Points Interview— “Theorizing Alcoholic Drinks in Ancient India: The Complex Case of Maireya” with James McHugh

Editor’s Note: This is the second Points interview with authors from the latest issue of ADHS’s journal Social History of Alcohol and Drugs (vol. 35, no. 1; Spring 2021), published by the University of Chicago Press. Today we feature Dr. James McHugh, an Associate Professor in the School of Religion at the University of Southern California You can see his article here. Contact the University of Chicago Press to subscribe to the journal or request access to this article or any other article from SHAD’s history. 

Article Abstract

An alcoholic drink called maireya is prominent in ancient texts from South Asia and features prominently in Buddhist law on alcohol. The article considers what we can say about the chronology, the nature, and the cultural significance of maireya. Maireya became prominent several centuries BCE, maintaining this high profile until the early first millennium CE. It was theorized to be made with an innately flexible formula with a secondary fermentation. Maireya is presented as a drink of social distinction. Flexible and based on sugars, maireya was an ideal drink to pair with the cereal-based drink called surā in Buddhist law, which reflects both the tastes and theories of this early period.
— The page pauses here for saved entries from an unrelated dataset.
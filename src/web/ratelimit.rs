//! Per-client rate limiting for challenge messages.
//!
//! Every issued message stores a nonce, so the message endpoint is capped per
//! client IP with a keyed governor limiter. One noisy client cannot exhaust
//! the quota of the others.

use std::convert::Infallible;
use std::net::{IpAddr, Ipv4Addr, SocketAddr};
use std::num::NonZeroU32;

use axum::extract::{ConnectInfo, FromRequestParts};
use axum::http::request::Parts;
use governor::{DefaultKeyedRateLimiter, Quota, RateLimiter};
use tracing::debug;

/// Token bucket per client IP, refilled over one minute.
pub struct MessageRateLimiter {
    limiter: DefaultKeyedRateLimiter<IpAddr>,
}

impl MessageRateLimiter {
    /// Allow `per_minute` messages per client, all of them as a burst.
    pub fn new(per_minute: u64) -> Self {
        let per_minute = NonZeroU32::new(u32::try_from(per_minute).unwrap_or(u32::MAX))
            .unwrap_or(NonZeroU32::MIN);
        Self {
            limiter: RateLimiter::keyed(Quota::per_minute(per_minute)),
        }
    }

    /// Take one slot for `ip`. `false` means the client is rate limited.
    pub fn check(&self, ip: IpAddr) -> bool {
        self.limiter.check_key(&ip).is_ok()
    }

    /// Drop buckets that have refilled completely.
    pub fn sweep(&self) {
        self.limiter.retain_recent();
        self.limiter.shrink_to_fit();
        debug!(tracked = self.limiter.len(), "Swept message rate limiter");
    }
}

/// Peer IP of the connection. Requests served without connect info (router
/// tests) share the unspecified address.
#[derive(Debug, Clone, Copy, PartialEq, Eq)]
pub struct ClientIp(pub IpAddr);

impl<S: Send + Sync> FromRequestParts<S> for ClientIp {
    type Rejection = Infallible;

    async fn from_request_parts(parts: &mut Parts, _state: &S) -> Result<Self, Self::Rejection> {
        let ip = parts
            .extensions
            .get::<ConnectInfo<SocketAddr>>()
            .map(|ConnectInfo(addr)| addr.ip())
            .unwrap_or(IpAddr::V4(Ipv4Addr::UNSPECIFIED));
        Ok(Self(ip))
    }
}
Tell readers a little about yourself

I’m based in LA, as an associate professor at the University of Southern California. I research and teach various topics connected to the cultures and religions of premodern South Asia, mostly using written sources in Sanskrit and related languages. I tend to be interested in subjects involving the manipulation and consumption of what were deemed significant substances—such as aromatics like camphor or drugs and alcoholic drinks. My first book, Sandalwood and Carrion: Smell in Indian Religion and Culture, was a wide-ranging history of the sense of smell, perfumery, and the use of aromatics in India. More recently, I have been doing a big project on alcohol, which also got me interested in some of the things we call drugs today.

SHAD Interview James McHugh Title Card
James McHugh with his homegrown Turkish tobacco. Image courtesy of James McHugh.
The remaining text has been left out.